TASK TO COMPLETE: Look through the listing below for the word "width" and copy every line where it occurs.

########

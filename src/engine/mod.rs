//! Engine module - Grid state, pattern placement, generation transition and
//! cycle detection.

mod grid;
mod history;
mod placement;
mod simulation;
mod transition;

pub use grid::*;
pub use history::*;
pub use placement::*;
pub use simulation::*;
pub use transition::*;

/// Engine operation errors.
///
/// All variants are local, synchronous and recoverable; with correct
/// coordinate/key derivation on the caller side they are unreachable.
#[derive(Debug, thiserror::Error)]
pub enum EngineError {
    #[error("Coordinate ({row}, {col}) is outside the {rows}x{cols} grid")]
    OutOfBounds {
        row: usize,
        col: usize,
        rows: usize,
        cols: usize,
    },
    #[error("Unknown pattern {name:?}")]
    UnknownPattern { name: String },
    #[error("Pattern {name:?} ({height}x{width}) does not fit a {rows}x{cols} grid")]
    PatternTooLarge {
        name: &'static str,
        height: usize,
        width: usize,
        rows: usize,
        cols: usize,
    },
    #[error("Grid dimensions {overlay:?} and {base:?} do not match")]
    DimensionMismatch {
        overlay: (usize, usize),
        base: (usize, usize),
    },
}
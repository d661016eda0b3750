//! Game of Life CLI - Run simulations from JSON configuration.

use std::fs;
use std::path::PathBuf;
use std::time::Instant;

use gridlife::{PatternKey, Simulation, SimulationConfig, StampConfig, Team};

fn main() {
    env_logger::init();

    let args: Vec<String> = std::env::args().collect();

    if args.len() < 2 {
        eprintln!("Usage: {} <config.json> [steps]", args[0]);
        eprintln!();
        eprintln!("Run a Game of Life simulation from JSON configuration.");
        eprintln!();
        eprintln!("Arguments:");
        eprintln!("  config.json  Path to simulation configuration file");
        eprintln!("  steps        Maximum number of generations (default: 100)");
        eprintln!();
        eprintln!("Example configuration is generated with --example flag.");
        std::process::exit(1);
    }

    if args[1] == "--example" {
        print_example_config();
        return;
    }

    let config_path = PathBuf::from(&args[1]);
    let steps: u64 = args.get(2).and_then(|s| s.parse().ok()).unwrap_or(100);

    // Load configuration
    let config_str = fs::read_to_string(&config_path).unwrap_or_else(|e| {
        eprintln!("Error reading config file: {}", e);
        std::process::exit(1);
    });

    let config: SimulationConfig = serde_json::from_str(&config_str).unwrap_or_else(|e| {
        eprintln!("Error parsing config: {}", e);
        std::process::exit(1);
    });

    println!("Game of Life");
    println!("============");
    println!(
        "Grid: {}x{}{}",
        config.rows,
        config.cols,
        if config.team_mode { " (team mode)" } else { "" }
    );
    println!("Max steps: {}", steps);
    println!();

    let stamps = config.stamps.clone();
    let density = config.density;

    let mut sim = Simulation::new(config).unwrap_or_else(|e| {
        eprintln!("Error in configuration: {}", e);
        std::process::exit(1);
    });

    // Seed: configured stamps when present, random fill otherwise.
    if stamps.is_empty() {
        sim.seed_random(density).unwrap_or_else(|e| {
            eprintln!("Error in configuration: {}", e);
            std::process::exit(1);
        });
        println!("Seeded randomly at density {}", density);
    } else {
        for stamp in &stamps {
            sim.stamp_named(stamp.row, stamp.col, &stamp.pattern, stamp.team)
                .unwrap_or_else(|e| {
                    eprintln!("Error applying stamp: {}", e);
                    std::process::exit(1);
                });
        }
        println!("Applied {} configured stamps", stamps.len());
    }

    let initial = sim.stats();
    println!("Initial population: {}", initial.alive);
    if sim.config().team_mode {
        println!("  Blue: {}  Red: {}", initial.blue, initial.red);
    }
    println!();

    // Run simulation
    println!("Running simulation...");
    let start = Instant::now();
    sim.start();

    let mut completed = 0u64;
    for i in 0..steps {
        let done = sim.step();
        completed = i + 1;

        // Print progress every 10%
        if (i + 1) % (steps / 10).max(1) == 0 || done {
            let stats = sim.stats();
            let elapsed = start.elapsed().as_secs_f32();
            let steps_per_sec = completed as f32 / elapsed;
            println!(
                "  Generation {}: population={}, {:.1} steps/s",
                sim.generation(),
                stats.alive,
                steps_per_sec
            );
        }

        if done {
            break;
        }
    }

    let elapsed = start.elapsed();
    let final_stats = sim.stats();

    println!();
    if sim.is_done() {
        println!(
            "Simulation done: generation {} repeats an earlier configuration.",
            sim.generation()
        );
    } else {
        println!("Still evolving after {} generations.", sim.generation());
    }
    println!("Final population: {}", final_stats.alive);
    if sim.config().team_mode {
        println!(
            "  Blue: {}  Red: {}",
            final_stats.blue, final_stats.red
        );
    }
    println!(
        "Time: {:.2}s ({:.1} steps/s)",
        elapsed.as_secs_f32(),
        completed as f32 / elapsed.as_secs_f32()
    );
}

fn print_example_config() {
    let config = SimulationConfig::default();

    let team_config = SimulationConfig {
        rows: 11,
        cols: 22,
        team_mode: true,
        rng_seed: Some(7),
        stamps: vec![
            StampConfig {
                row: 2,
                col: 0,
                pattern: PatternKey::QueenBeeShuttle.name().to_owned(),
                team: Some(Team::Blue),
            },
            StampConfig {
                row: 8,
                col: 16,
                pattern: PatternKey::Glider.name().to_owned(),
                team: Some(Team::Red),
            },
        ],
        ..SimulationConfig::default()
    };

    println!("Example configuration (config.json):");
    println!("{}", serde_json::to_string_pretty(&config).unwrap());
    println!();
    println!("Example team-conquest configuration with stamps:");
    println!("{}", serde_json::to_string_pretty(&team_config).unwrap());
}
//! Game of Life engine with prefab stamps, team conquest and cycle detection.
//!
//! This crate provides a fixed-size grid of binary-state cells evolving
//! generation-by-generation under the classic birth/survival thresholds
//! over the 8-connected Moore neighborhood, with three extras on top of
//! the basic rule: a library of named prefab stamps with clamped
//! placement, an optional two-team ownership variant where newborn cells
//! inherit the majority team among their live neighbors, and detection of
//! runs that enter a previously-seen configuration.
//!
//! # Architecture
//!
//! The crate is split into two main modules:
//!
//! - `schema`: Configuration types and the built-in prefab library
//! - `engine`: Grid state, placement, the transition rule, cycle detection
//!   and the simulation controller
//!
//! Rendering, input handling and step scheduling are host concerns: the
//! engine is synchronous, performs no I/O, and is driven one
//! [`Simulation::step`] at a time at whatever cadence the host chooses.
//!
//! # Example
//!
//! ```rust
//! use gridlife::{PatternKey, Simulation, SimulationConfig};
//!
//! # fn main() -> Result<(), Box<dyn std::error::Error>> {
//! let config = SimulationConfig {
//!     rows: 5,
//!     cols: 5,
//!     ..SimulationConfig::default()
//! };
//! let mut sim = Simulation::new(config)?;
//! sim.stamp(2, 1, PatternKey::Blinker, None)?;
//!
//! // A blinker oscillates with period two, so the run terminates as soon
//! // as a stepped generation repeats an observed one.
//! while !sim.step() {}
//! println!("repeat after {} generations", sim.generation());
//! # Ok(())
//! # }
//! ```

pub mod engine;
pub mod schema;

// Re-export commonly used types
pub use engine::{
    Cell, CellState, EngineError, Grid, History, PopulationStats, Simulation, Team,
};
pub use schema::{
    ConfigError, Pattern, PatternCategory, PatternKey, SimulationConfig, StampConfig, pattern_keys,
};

########

RESPONSE BELOW:
    #[error("Pattern {name:?} ({height}x{width}) does not fit a {rows}x{cols} grid")]
        width: usize,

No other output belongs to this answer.